**YOUR INSTRUCTIONS**
The reply should be one number: how many lines of the data below contain "tampered".

*** INFORMATION SHOWN

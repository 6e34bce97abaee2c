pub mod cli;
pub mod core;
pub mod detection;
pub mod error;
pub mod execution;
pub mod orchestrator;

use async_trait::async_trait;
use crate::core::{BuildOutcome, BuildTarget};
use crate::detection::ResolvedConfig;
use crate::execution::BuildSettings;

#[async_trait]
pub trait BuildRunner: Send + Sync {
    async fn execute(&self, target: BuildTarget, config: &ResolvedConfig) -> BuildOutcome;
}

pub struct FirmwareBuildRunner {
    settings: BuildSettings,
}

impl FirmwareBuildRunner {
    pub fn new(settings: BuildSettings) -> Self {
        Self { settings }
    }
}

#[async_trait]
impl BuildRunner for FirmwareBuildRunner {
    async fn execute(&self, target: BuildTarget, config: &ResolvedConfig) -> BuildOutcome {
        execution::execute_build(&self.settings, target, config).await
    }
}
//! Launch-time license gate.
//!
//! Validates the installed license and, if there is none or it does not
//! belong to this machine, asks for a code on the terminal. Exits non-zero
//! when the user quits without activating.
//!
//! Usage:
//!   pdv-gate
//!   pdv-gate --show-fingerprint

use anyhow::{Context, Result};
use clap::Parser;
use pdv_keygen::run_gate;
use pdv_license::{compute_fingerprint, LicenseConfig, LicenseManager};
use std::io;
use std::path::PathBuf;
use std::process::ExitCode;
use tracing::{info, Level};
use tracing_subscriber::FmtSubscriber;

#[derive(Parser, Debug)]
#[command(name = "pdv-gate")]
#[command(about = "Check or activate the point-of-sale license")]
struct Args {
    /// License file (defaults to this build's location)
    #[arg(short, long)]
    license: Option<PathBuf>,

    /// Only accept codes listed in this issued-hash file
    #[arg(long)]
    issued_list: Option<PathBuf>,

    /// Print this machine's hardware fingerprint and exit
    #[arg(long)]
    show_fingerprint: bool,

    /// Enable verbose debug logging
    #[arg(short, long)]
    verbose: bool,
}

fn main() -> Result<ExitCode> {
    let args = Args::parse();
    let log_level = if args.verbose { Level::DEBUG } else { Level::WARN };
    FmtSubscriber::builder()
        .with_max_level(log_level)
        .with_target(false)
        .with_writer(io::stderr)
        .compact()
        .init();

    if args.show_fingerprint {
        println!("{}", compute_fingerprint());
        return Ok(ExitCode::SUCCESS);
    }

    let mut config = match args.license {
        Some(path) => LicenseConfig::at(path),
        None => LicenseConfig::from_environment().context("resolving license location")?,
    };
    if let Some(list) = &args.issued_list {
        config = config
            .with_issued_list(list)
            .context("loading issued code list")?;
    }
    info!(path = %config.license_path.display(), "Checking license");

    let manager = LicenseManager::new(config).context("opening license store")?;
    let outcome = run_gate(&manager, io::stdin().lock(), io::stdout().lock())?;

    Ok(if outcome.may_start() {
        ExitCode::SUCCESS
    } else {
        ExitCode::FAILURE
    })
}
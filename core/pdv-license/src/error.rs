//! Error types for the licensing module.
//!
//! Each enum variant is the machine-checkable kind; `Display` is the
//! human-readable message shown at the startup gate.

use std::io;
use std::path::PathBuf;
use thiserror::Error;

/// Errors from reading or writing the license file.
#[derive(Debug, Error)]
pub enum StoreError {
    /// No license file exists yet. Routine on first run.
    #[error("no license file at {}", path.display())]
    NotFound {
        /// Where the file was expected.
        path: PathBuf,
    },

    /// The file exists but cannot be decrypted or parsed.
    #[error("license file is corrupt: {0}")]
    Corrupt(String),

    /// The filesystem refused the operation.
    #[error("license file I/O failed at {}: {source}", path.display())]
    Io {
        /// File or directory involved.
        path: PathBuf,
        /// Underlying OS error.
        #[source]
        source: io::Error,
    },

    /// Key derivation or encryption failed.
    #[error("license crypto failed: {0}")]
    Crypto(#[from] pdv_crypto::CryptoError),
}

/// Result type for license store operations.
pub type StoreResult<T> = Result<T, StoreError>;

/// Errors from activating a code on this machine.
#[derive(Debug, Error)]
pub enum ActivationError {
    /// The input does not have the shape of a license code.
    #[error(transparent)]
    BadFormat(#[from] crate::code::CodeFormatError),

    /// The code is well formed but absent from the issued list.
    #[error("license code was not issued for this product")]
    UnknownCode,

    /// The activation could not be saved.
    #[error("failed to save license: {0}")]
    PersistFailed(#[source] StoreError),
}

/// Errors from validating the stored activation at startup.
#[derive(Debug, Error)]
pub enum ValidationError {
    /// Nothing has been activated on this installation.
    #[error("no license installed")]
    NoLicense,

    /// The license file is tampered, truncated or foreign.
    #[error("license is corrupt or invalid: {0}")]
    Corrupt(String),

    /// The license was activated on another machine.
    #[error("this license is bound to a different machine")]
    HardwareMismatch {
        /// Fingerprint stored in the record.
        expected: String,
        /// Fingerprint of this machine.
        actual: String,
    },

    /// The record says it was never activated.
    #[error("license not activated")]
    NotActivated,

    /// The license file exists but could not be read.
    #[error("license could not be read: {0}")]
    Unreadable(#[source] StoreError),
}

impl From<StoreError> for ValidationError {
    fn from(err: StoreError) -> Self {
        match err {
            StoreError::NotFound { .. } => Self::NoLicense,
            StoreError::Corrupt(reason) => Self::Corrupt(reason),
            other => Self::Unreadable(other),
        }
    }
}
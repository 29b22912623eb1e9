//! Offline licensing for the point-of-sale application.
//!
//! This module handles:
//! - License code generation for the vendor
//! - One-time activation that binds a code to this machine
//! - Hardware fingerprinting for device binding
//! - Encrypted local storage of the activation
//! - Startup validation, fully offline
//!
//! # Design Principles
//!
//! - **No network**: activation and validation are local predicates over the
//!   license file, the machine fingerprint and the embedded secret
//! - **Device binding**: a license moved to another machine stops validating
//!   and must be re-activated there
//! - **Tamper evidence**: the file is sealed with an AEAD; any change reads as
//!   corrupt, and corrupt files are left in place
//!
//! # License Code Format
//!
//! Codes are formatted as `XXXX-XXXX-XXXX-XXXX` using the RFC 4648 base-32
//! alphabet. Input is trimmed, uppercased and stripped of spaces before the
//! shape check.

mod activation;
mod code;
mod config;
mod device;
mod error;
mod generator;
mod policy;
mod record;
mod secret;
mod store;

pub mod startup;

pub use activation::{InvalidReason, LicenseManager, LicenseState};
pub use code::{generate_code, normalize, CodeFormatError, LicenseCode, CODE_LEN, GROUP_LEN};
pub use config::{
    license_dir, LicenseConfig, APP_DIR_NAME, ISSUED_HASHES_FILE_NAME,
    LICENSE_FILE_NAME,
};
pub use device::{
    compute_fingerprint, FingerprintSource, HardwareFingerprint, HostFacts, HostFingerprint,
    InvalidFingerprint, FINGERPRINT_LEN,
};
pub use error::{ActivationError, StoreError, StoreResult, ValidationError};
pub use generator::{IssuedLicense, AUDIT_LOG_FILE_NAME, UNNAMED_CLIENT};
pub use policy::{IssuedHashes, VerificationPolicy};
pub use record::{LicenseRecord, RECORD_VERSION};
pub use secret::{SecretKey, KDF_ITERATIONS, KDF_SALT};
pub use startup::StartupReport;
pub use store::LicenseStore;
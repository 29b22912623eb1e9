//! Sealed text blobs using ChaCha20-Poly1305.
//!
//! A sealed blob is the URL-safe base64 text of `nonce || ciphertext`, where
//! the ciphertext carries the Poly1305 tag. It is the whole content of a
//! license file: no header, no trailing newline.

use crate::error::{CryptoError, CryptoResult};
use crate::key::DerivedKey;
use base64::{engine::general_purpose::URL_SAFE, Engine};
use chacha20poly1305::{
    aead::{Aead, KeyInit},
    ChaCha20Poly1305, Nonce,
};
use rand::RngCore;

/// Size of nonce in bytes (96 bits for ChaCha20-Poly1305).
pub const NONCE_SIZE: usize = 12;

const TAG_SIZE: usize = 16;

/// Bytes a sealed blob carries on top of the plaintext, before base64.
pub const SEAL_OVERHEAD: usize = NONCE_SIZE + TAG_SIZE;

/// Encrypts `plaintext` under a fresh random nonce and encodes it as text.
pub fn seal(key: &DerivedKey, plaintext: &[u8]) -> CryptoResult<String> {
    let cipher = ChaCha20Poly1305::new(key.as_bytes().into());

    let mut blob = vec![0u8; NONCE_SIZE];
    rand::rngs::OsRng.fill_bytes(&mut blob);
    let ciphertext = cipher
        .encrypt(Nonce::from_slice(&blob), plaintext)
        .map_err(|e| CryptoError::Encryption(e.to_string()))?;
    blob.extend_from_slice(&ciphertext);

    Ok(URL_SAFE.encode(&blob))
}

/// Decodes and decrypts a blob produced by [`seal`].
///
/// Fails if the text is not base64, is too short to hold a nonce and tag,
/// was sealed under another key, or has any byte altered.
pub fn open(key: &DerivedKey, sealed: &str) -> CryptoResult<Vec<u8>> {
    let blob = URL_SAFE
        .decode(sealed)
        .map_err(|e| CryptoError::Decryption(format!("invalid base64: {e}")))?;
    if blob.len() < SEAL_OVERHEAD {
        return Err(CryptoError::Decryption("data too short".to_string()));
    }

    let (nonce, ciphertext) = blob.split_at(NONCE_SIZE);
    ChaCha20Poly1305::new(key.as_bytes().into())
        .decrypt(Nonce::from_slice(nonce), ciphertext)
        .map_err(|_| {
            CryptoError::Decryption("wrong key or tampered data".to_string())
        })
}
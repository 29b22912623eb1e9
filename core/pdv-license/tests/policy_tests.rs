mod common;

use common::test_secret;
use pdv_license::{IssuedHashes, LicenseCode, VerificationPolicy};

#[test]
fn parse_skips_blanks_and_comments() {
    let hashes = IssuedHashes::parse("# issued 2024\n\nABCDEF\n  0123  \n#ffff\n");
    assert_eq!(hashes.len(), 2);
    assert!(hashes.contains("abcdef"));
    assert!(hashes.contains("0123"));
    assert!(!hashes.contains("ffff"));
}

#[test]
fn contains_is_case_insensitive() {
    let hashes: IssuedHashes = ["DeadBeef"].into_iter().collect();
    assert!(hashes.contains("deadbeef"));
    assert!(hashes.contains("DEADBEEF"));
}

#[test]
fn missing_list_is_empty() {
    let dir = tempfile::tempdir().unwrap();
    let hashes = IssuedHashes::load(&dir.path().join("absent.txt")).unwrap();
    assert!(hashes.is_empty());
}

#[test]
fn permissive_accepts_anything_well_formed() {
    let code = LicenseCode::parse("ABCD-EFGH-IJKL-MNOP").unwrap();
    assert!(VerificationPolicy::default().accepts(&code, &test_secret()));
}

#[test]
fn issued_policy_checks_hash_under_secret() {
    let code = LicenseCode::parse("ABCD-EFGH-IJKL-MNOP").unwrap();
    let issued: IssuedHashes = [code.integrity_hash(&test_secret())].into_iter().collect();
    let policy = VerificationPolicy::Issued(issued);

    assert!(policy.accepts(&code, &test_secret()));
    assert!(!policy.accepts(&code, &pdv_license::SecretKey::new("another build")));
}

******

**SOLUTION FOR THIS TASK**
2